Dataset records →
________________________________________
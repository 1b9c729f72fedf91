use crate::page::{char_len, char_to_byte, NodeId, PageDom};
use crate::settings::Settings;
use log::debug;
use once_cell::sync::Lazy;

/// `input` types that hold annotatable text. Numeric, password and other
/// non-text inputs are rejected.
static TEXT_INPUT_TYPES: Lazy<Vec<&'static str>> =
    Lazy::new(|| vec!["text", "search", "email", "url"]);

/// Marker classes of third-party rich editors we recognize out of the box.
/// `Settings::editor_classes` extends this list.
static EDITOR_CLASSES: Lazy<Vec<&'static str>> = Lazy::new(|| {
    vec![
        "ql-editor",
        "ProseMirror",
        "cm-content",
        "mce-content-body",
        "public-DraftEditor-content",
    ]
});

/// How a surface's text is addressed.
///
/// Value-based surfaces (native form controls) expose one opaque string;
/// individual ranges cannot be visually addressed inside them.
/// Range-addressable surfaces (rich text containers) expose a subtree of
/// text nodes the renderer can split and wrap.
#[derive(Debug, Clone, Copy, PartialEq, Eq)]
pub enum SurfaceKind {
    ValueBased,
    RangeAddressable,
}

/// Handle to one text-bearing element of the host page. Holds a node id,
/// never the node; the page owns its tree.
#[derive(Debug, Clone, PartialEq)]
pub struct Surface {
    pub kind: SurfaceKind,
    pub node: NodeId,
    pub last_text: String,
}

/// Classify a DOM event target, walking up to the nearest qualifying
/// ancestor (input events often land on nodes inside a rich editor).
/// Unrecognized targets yield `None` silently.
pub fn classify(page: &PageDom, target: NodeId, settings: &Settings) -> Option<Surface> {
    let mut current = Some(target);
    while let Some(id) = current {
        if let Some(kind) = classify_element(page, id, settings) {
            let last_text = flattened_text(page, kind, id);
            return Some(Surface {
                kind,
                node: id,
                last_text,
            });
        }
        current = page.parent(id);
    }
    None
}

fn classify_element(page: &PageDom, id: NodeId, settings: &Settings) -> Option<SurfaceKind> {
    let tag = page.tag(id)?;
    match tag {
        "input" => {
            let input_type = page.attr(id, "type").unwrap_or_else(|| "text".to_string());
            if TEXT_INPUT_TYPES.contains(&input_type.as_str()) {
                Some(SurfaceKind::ValueBased)
            } else {
                None
            }
        }
        "textarea" => Some(SurfaceKind::ValueBased),
        _ => {
            if page.attr(id, "contenteditable").as_deref() == Some("true") {
                return Some(SurfaceKind::RangeAddressable);
            }
            if EDITOR_CLASSES.iter().any(|class| page.has_class(id, class)) {
                return Some(SurfaceKind::RangeAddressable);
            }
            if settings
                .editor_classes
                .iter()
                .any(|class| page.has_class(id, class))
            {
                return Some(SurfaceKind::RangeAddressable);
            }
            None
        }
    }
}

/// Current flattened text of a surface: the `value` string for form
/// controls, the concatenated descendant text for rich containers.
pub fn flattened_text(page: &PageDom, kind: SurfaceKind, node: NodeId) -> String {
    match kind {
        SurfaceKind::ValueBased => page.attr(node, "value").unwrap_or_default(),
        SurfaceKind::RangeAddressable => page.text_content(node),
    }
}

/// Replace a surface's entire text content. Returns false when the surface
/// is no longer attached (the host page got there first).
pub fn replace_text(page: &mut PageDom, surface: &Surface, new_text: &str) -> bool {
    if !page.is_attached(surface.node) {
        debug!("replace_text: surface {} detached, skipping", surface.node);
        return false;
    }
    match surface.kind {
        SurfaceKind::ValueBased => {
            page.set_attr(surface.node, "value", new_text);
        }
        SurfaceKind::RangeAddressable => {
            for child in page.children(surface.node) {
                page.remove(child);
            }
            page.append_text(surface.node, new_text);
        }
    }
    true
}

/// Current selection of a surface, clamped to the text length. Collapsed at
/// the end when the page reports none.
pub fn selection(page: &PageDom, surface: &Surface) -> (usize, usize) {
    let len = char_len(&flattened_text(page, surface.kind, surface.node));
    match page.selection(surface.node) {
        Some((start, end)) => {
            let start = start.min(len);
            let end = end.min(len).max(start);
            (start, end)
        }
        None => (len, len),
    }
}

/// Insert `text` at a recorded selection of a surface, replacing whatever
/// the selection covered. Value surfaces splice the raw string; range
/// surfaces delete the selected range and place a text node at the
/// collapsed point. Returns false when the surface is detached.
pub fn insert_at_selection(
    page: &mut PageDom,
    surface: &Surface,
    text: &str,
    sel: (usize, usize),
) -> bool {
    if !page.is_attached(surface.node) {
        debug!(
            "insert_at_selection: surface {} detached, skipping",
            surface.node
        );
        return false;
    }
    let (start, end) = sel;
    match surface.kind {
        SurfaceKind::ValueBased => {
            let value = page.attr(surface.node, "value").unwrap_or_default();
            let len = char_len(&value);
            let start = start.min(len);
            let end = end.min(len).max(start);
            let head = &value[..char_to_byte(&value, start)];
            let tail = &value[char_to_byte(&value, end)..];
            let spliced = format!("{}{}{}", head, text, tail);
            page.set_attr(surface.node, "value", &spliced);
            let caret = start + char_len(text);
            page.set_selection(surface.node, caret, caret);
        }
        SurfaceKind::RangeAddressable => {
            if end > start {
                delete_char_range(page, surface.node, start, end);
            }
            insert_text_at(page, surface.node, start, text);
            let caret = start + char_len(text);
            page.set_selection(surface.node, caret, caret);
        }
    }
    true
}

/// Remove characters `[start, end)` of the flattened text by trimming each
/// overlapped text node in place. Structure (marks, nested elements) is
/// left alone; only character data changes.
fn delete_char_range(page: &mut PageDom, root: NodeId, start: usize, end: usize) {
    let mut offset = 0;
    for node in page.text_nodes(root) {
        let content = match page.text(node) {
            Some(c) => c.to_string(),
            None => continue,
        };
        let len = char_len(&content);
        let node_start = offset;
        let node_end = offset + len;
        offset = node_end;
        if node_end <= start || node_start >= end {
            continue;
        }
        let local_start = start.saturating_sub(node_start).min(len);
        let local_end = (end - node_start).min(len);
        let head = &content[..char_to_byte(&content, local_start)];
        let tail = &content[char_to_byte(&content, local_end)..];
        let trimmed = format!("{}{}", head, tail);
        page.set_text(node, &trimmed);
    }
}

/// Insert a fresh text node at character `offset` of the flattened text,
/// splitting the text node that contains the offset when it falls inside
/// one.
fn insert_text_at(page: &mut PageDom, root: NodeId, offset: usize, text: &str) {
    let mut acc = 0;
    for node in page.text_nodes(root) {
        let len = char_len(page.text(node).unwrap_or(""));
        if offset <= acc + len {
            let local = offset - acc;
            let parent = match page.parent(node) {
                Some(p) => p,
                None => break,
            };
            let fresh = page.create_text(text);
            if local == 0 {
                page.insert_before(parent, fresh, node);
            } else if let Some(tail) = page.split_text(node, local) {
                page.insert_before(parent, fresh, tail);
            } else {
                page.insert_after(parent, fresh, node);
            }
            return;
        }
        acc += len;
    }
    // Empty surface or offset past the end: append at the root.
    page.append_text(root, text);
}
________________________________________
Copy from the entries only those lines that hold the word "containers".

Result for this task →
/// Range-addressable surfaces (rich text containers) expose a subtree of
/// controls, the concatenated descendant text for rich containers.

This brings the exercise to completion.